§ **How to complete this task**: Which lines of the material hold the word "PartialEq"? Copy each one.

§ **Exercise data**:
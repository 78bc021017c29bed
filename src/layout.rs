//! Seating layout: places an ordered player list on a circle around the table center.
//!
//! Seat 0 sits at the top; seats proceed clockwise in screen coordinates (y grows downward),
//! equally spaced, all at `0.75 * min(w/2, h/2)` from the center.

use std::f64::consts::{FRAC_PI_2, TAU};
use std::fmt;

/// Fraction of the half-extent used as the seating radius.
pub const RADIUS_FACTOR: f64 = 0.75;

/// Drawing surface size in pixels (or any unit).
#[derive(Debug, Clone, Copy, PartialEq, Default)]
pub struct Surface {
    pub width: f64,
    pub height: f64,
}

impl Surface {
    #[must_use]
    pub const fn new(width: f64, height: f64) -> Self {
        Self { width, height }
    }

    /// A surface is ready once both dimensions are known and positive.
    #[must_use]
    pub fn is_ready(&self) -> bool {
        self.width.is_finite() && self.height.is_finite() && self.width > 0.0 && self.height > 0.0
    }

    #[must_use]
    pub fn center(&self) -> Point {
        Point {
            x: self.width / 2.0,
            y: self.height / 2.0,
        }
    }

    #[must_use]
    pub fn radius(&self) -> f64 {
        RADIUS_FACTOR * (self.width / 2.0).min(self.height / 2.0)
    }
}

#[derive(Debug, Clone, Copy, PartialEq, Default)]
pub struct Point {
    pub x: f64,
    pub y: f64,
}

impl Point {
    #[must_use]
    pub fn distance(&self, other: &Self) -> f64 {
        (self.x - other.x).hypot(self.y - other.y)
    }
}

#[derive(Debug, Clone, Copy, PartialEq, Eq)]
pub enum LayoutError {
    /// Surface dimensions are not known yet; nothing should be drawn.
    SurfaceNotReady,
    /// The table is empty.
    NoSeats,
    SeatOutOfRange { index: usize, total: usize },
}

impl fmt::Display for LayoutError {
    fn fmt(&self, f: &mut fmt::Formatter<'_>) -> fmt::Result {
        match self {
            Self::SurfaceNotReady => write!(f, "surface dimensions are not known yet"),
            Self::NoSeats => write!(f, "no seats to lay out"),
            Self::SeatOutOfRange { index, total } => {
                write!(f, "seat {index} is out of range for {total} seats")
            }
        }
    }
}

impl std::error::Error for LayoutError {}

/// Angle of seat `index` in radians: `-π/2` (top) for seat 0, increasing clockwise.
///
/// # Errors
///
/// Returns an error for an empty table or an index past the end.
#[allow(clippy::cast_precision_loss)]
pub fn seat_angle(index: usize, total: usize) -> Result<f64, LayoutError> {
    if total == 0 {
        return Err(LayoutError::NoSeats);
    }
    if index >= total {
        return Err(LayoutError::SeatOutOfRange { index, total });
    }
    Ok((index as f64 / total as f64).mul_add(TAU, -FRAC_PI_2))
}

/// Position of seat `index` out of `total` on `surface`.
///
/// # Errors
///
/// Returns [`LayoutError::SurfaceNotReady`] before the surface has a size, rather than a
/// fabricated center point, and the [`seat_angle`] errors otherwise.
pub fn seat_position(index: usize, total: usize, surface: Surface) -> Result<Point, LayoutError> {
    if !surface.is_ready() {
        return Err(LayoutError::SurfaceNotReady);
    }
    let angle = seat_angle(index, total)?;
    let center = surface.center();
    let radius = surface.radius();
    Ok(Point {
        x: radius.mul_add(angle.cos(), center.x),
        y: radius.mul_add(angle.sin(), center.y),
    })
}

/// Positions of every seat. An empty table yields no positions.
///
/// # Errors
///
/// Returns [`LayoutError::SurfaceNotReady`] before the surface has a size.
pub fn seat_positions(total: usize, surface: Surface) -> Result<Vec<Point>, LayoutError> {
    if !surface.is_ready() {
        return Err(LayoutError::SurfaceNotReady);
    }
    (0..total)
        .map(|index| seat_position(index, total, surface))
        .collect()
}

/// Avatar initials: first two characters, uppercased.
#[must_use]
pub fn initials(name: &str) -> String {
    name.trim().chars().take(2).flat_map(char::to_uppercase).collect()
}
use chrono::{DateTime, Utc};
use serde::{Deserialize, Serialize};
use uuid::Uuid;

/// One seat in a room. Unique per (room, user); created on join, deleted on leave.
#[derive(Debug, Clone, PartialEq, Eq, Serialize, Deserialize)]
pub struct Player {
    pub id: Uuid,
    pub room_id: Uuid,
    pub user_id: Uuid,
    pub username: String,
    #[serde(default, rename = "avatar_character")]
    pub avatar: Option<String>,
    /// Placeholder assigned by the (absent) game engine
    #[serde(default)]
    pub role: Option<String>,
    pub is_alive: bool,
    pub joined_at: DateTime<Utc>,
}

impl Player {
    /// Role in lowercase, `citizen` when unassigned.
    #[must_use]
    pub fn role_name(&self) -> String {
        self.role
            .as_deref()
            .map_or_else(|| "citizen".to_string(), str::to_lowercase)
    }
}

§ **Response to the task**:
#[derive(Debug, Clone, Copy, PartialEq, Default)]
#[derive(Debug, Clone, Copy, PartialEq, Default)]
#[derive(Debug, Clone, Copy, PartialEq, Eq)]
#[derive(Debug, Clone, PartialEq, Eq, Serialize, Deserialize)]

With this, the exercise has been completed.